Stored data: Begin

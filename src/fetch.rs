//! The fetcher: a content-addressed download/verify/extract cache with
//! per-URL task coalescing and bounded concurrency (§4.E).

use std::collections::HashMap;
use std::path::{Path, PathBuf};
use std::time::Duration;

use color_eyre::{
    Result,
    eyre::{Context, eyre},
};
use futures::stream::{self, StreamExt};
use reqwest::StatusCode;
use tokio::task::spawn_blocking;
use tracing::{debug, info, instrument, warn};

use crate::archive;
use crate::fs as ofs;
use crate::progress::TransferBar;

const MAX_DOWNLOAD_ATTEMPTS: usize = 3;

/// The successful outcome of fetching one URL, reported once per caller
/// that registered interest in it (§4.E: "fan-out to multiple consumers
/// is preserved").
#[derive(Clone, Debug)]
pub struct FetchResult<T> {
    pub url: String,
    pub sha256: String,
    /// Either the downloaded file, or the directory it was extracted
    /// into, per the `storage_path` rule in §4.E step 4.
    pub storage_path: PathBuf,
    pub task_data: T,
}

/// The failed outcome of fetching one URL, reported once per caller.
#[derive(Clone, Debug)]
pub struct FetchFailure<T> {
    pub url: String,
    pub error: String,
    pub task_data: T,
}

struct PendingTask<T> {
    url: String,
    /// Each caller's opaque token, plus the expected digest *that caller*
    /// supplied (which may differ from the task-level winner).
    callers: Vec<(T, Option<String>)>,
}

/// Owns the on-disk cache and the queue of not-yet-run fetch tasks.
///
/// `T` is the opaque per-caller token threaded through to
/// [`FetchResult`]/[`FetchFailure`] (e.g. a [`crate::blueprint::SourcePackageDescriptor`]
/// index, or a blueprint `uid`).
pub struct Fetcher<T> {
    cache_dir: PathBuf,
    concurrency: usize,
    http: reqwest::Client,
    tasks: HashMap<String, PendingTask<T>>,
}

impl<T: Clone + Send + 'static> Fetcher<T> {
    pub fn new(cache_dir: PathBuf, concurrency: usize) -> Result<Self> {
        let http = reqwest::Client::builder()
            .redirect(reqwest::redirect::Policy::limited(10))
            .timeout(Duration::from_secs(300))
            .build()
            .context("build HTTP client")?;
        Ok(Self {
            cache_dir,
            concurrency: concurrency.max(1),
            http,
            tasks: HashMap::new(),
        })
    }

    /// Enqueue work for `url`. Multiple calls for the same URL coalesce
    /// into a single task; each caller's `data` is preserved so the
    /// eventual result (or failure) fans out to every caller.
    pub fn add_task(&mut self, url: impl Into<String>, data: T, sha256: Option<String>) {
        let url = url.into();
        self.tasks
            .entry(url.clone())
            .or_insert_with(|| PendingTask {
                url: url.clone(),
                callers: Vec::new(),
            })
            .callers
            .push((data, sha256));
    }

    /// Enqueue every URL in `urls` as its own task with opaque data `data`
    /// and no expected digest, for convenience callers (`lock`, `update`).
    pub fn fetch_urls(&mut self, urls: impl IntoIterator<Item = (String, T)>) {
        for (url, data) in urls {
            self.add_task(url, data, None);
        }
    }

    /// Drive every queued task to completion, bounded by this fetcher's
    /// concurrency, then clear internal state.
    #[instrument(skip(self))]
    pub async fn run_tasks(&mut self) -> (Vec<FetchResult<T>>, Vec<FetchFailure<T>>) {
        self.run_tasks_with_progress(None).await
    }

    /// Same as [`Self::run_tasks`], incrementing `progress` once per
    /// completed task (whichever caller it reports its outcome to isn't
    /// relevant to the bar, only task-level completion is).
    pub async fn run_tasks_with_progress(
        &mut self,
        progress: Option<&TransferBar>,
    ) -> (Vec<FetchResult<T>>, Vec<FetchFailure<T>>) {
        let tasks: Vec<PendingTask<T>> = self.tasks.drain().map(|(_, t)| t).collect();
        if tasks.is_empty() {
            return (Vec::new(), Vec::new());
        }
        info!(tasks = tasks.len(), "fetching");

        let cache_dir = self.cache_dir.clone();
        let http = self.http.clone();
        let concurrency = self.concurrency;

        let outcomes = stream::iter(tasks)
            .map(|task| {
                let cache_dir = cache_dir.clone();
                let http = http.clone();
                async move {
                    let expected = task
                        .callers
                        .iter()
                        .find_map(|(_, sha)| sha.clone());
                    let outcome = fetch_one(&http, &cache_dir, &task.url, expected.as_deref()).await;
                    if let Some(progress) = progress {
                        progress.inc(1);
                    }
                    (task, outcome)
                }
            })
            .buffer_unordered(concurrency)
            .collect::<Vec<_>>()
            .await;

        let mut results = Vec::new();
        let mut failures = Vec::new();
        for (task, outcome) in outcomes {
            match outcome {
                Ok((sha256, storage_path)) => {
                    for (data, expected) in task.callers {
                        match &expected {
                            Some(expected) if *expected != sha256 => {
                                failures.push(FetchFailure {
                                    url: task.url.clone(),
                                    error: format!(
                                        "Wrong checksum for file {}. Expected {expected}, got {sha256}.",
                                        basename(&task.url)
                                    ),
                                    task_data: data,
                                });
                            }
                            _ => results.push(FetchResult {
                                url: task.url.clone(),
                                sha256: sha256.clone(),
                                storage_path: storage_path.clone(),
                                task_data: data,
                            }),
                        }
                    }
                }
                Err(error) => {
                    let message = error.to_string();
                    for (data, _) in task.callers {
                        failures.push(FetchFailure {
                            url: task.url.clone(),
                            error: message.clone(),
                            task_data: data,
                        });
                    }
                }
            }
        }

        debug!(results = results.len(), failures = failures.len(), "fetch complete");
        (results, failures)
    }

    /// Number of distinct URLs currently queued.
    pub fn task_count(&self) -> usize {
        self.tasks.len()
    }

    /// Remove the entire on-disk cache (`purge`).
    pub async fn purge_cache(&self) -> Result<()> {
        ofs::remove_dir_all(&self.cache_dir).await
    }
}

fn basename(url: &str) -> String {
    url.rsplit('/').next().unwrap_or(url).to_string()
}

/// Run the per-task algorithm of §4.E steps 1-6 for a single URL.
async fn fetch_one(
    http: &reqwest::Client,
    cache_dir: &Path,
    url: &str,
    expected_sha256: Option<&str>,
) -> Result<(String, PathBuf)> {
    let task_dir = cache_dir.join(ofs::sha256_str(url));
    ofs::create_dir_all(&task_dir).await.context("create cache dir")?;

    let name = basename(url);
    let file_path = task_dir.join(&name);
    let sum_path = task_dir.join(format!("{name}.sum"));
    let out_dir = task_dir.join(format!("{name}_out"));

    if !ofs::exists(&file_path).await {
        download(http, url, &file_path).await?;
    }

    let digest = match ofs::read_buffered(&sum_path).await.context("read sum file")? {
        Some(bytes) => String::from_utf8(bytes).context("sum file is not utf8")?,
        None => {
            let digest = ofs::sha256_file(&file_path).await.context("hash downloaded file")?;
            ofs::write(&sum_path, &digest).await.context("write sum file")?;
            digest
        }
    };

    let extractable = expected_sha256.is_some() && archive::is_supported(&file_path);
    let storage_path = if extractable {
        out_dir.clone()
    } else {
        file_path.clone()
    };

    if let Some(expected) = expected_sha256 {
        if expected != digest {
            return Err(eyre!(
                "Wrong checksum for file {name}. Expected {expected}, got {digest}."
            ));
        }
    }

    if extractable && !ofs::exists(&out_dir).await {
        let tmp_out = task_dir.join(format!("{name}_out_tmp"));
        ofs::remove_dir_all(&tmp_out).await.context("clear stale extraction tmp")?;
        ofs::create_dir_all(&tmp_out).await.context("create extraction tmp")?;
        let src = file_path.clone();
        let dst = tmp_out.clone();
        spawn_blocking(move || archive::extract(&src, &dst))
            .await
            .context("join extraction task")?
            .context("extract archive")?;
        ofs::rename(&tmp_out, &out_dir).await.context("commit extraction")?;
    }

    Ok((digest, storage_path))
}

async fn download(http: &reqwest::Client, url: &str, dst: &Path) -> Result<()> {
    let part_path = dst.with_extension(
        dst.extension()
            .map(|ext| format!("{}.part", ext.to_string_lossy()))
            .unwrap_or_else(|| "part".to_string()),
    );

    let mut last_error = None;
    for attempt in 1..=MAX_DOWNLOAD_ATTEMPTS {
        match try_download(http, url, &part_path).await {
            Ok(()) => {
                ofs::rename(&part_path, dst).await.context("commit download")?;
                return Ok(());
            }
            Err(err) => {
                warn!(%url, attempt, error = %err, "download attempt failed");
                last_error = Some(err);
            }
        }
    }
    Err(last_error.unwrap_or_else(|| eyre!("download failed with no recorded error")))
}

async fn try_download(http: &reqwest::Client, url: &str, part_path: &Path) -> Result<()> {
    let response = http
        .get(url)
        .send()
        .await
        .map_err(|err| eyre!("Failed to download {url}. {err}"))?;

    let status = response.status();
    if status >= StatusCode::BAD_REQUEST {
        return Err(eyre!(
            "Failed to download {url}. Server responded with {}.",
            status.as_u16()
        ));
    }

    let bytes = response
        .bytes()
        .await
        .map_err(|err| eyre!("Failed to download {url}. {err}"))?;
    ofs::write(part_path, &bytes).await.context("write partial download")?;
    Ok(())
}

#[cfg(test)]
mod tests {
    use super::*;

    #[test]
    fn basename_extracts_last_path_segment() {
        assert_eq!(basename("http://h/a/b/archive.tar.gz"), "archive.tar.gz");
        assert_eq!(basename("http://h/lonely"), "lonely");
    }

    #[tokio::test]
    async fn add_task_coalesces_same_url() {
        let dir = tempfile::tempdir().unwrap();
        let mut fetcher: Fetcher<u64> = Fetcher::new(dir.path().to_path_buf(), 2).unwrap();
        fetcher.add_task("http://h/a.tgz", 1, None);
        fetcher.add_task("http://h/a.tgz", 2, None);
        assert_eq!(fetcher.tasks.len(), 1);
        assert_eq!(fetcher.tasks["http://h/a.tgz"].callers.len(), 2);
    }

    #[tokio::test]
    async fn run_tasks_with_nothing_queued_is_a_noop() {
        let dir = tempfile::tempdir().unwrap();
        let mut fetcher: Fetcher<u64> = Fetcher::new(dir.path().to_path_buf(), 2).unwrap();
        let (results, failures) = fetcher.run_tasks().await;
        assert!(results.is_empty());
        assert!(failures.is_empty());
    }
}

Stored data: End

» Aim of the exercise: Read through the entries, then copy every line where the string "extractable" is found.

» Response box:
    let extractable = expected_sha256.is_some() && archive::is_supported(&file_path);
    let storage_path = if extractable {
    if extractable && !ofs::exists(&out_dir).await {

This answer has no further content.